|Ranching is as much a part of the West as its
wide-open spaces. The mystique of rugged individualism has sustained
this activity well past the frontier era and has influenced how we
view--and value--those open lands.
Nathan Sayre takes a close look
at how the ranching ideal has come into play in the conversion of a
large tract of Arizona rangeland from private ranch to National
Wildlife Refuge.
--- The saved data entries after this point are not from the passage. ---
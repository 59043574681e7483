/// Output of the text-acquisition stage: plain contract text plus a
/// per-path confidence score and the number of pages actually processed.
#[derive(Debug, Clone, PartialEq)]
pub struct AcquiredText {
    pub text: String,
    pub confidence: f32,
    pub page_count: usize,
}

impl AcquiredText {
    pub fn new(text: String, confidence: f32, page_count: usize) -> Self {
        Self {
            text,
            confidence,
            page_count,
        }
    }
}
He tells how the Buenos Aires Ranch, a working
operation for a hundred years, became not only a rallying point for
multiple agendas in the "rangeland conflict" after its conversion to a
wildlife refuge but also an expression of the larger shift from
agricultural to urban economies in the Southwest since World War II.
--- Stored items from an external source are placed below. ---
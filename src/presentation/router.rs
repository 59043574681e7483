use axum::Router;
use axum::extract::DefaultBodyLimit;
use axum::http::HeaderValue;
use axum::middleware;
use axum::routing::{get, post};
use tower_http::cors::{Any, CorsLayer};
use tower_http::trace::{DefaultMakeSpan, DefaultOnResponse, TraceLayer};
use tracing::Level;

use crate::application::ports::ModelClient;
use crate::infrastructure::observability::request_id_middleware;
use crate::presentation::handlers::{
    analyze_handler, get_warranty_handler, health_handler, reanalyze_handler, root_handler,
};
use crate::presentation::state::AppState;

pub fn create_router<M: ModelClient + 'static>(state: AppState<M>) -> Router {
    let cors = cors_layer(&state.settings.cors.allowed_origins);

    let trace_layer = TraceLayer::new_for_http()
        .make_span_with(DefaultMakeSpan::new().level(Level::INFO))
        .on_response(DefaultOnResponse::new().level(Level::INFO));

    // Multipart bodies carry the whole document; leave headroom above the
    // upload limit for the surrounding form encoding.
    let body_limit = state.settings.upload.max_file_size_bytes as usize + 1_048_576;

    Router::new()
        .route("/", get(root_handler))
        .route("/health", get(health_handler::<M>))
        .route("/analyze-warranty", post(analyze_handler::<M>))
        .route(
            "/warranty-contract/{warranty_id}",
            get(get_warranty_handler::<M>),
        )
        .route("/reanalyze", post(reanalyze_handler::<M>))
        .layer(DefaultBodyLimit::max(body_limit))
        .layer(middleware::from_fn(request_id_middleware))
        .layer(trace_layer)
        .layer(cors)
        .with_state(state)
}

fn cors_layer(allowed_origins: &[String]) -> CorsLayer {
    if allowed_origins.iter().any(|origin| origin == "*") {
        return CorsLayer::new()
            .allow_origin(Any)
            .allow_methods(Any)
            .allow_headers(Any);
    }

    let origins: Vec<HeaderValue> = allowed_origins
        .iter()
        .filter_map(|origin| origin.parse().ok())
        .collect();

    CorsLayer::new()
        .allow_origin(origins)
        .allow_methods(Any)
        .allow_headers(Any)
}
pub mod config;
pub mod handlers;
pub mod router;
pub mod state;

pub use config::{Environment, Settings, SettingsError};
pub use router::create_router;
pub use state::AppState;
The U.S. Fish and Wildlife Service bought the Buenos Aires Ranch in
1985, removed all livestock, and attempted to restore the land to its
"original" grassland in order to protect an endangered species, the
masked bobwhite quail.
Sayre examines the history of the ranch and the
bobwhite together, exploring the interplay of social, economic, and
ecological issues to show how ranchers and their cattle altered the
land -- for better or worse -- during a century of ranching and how the
masked bobwhite became a symbol for environmentalists who believe that
the removal of cattle benefits rangelands and wildlife.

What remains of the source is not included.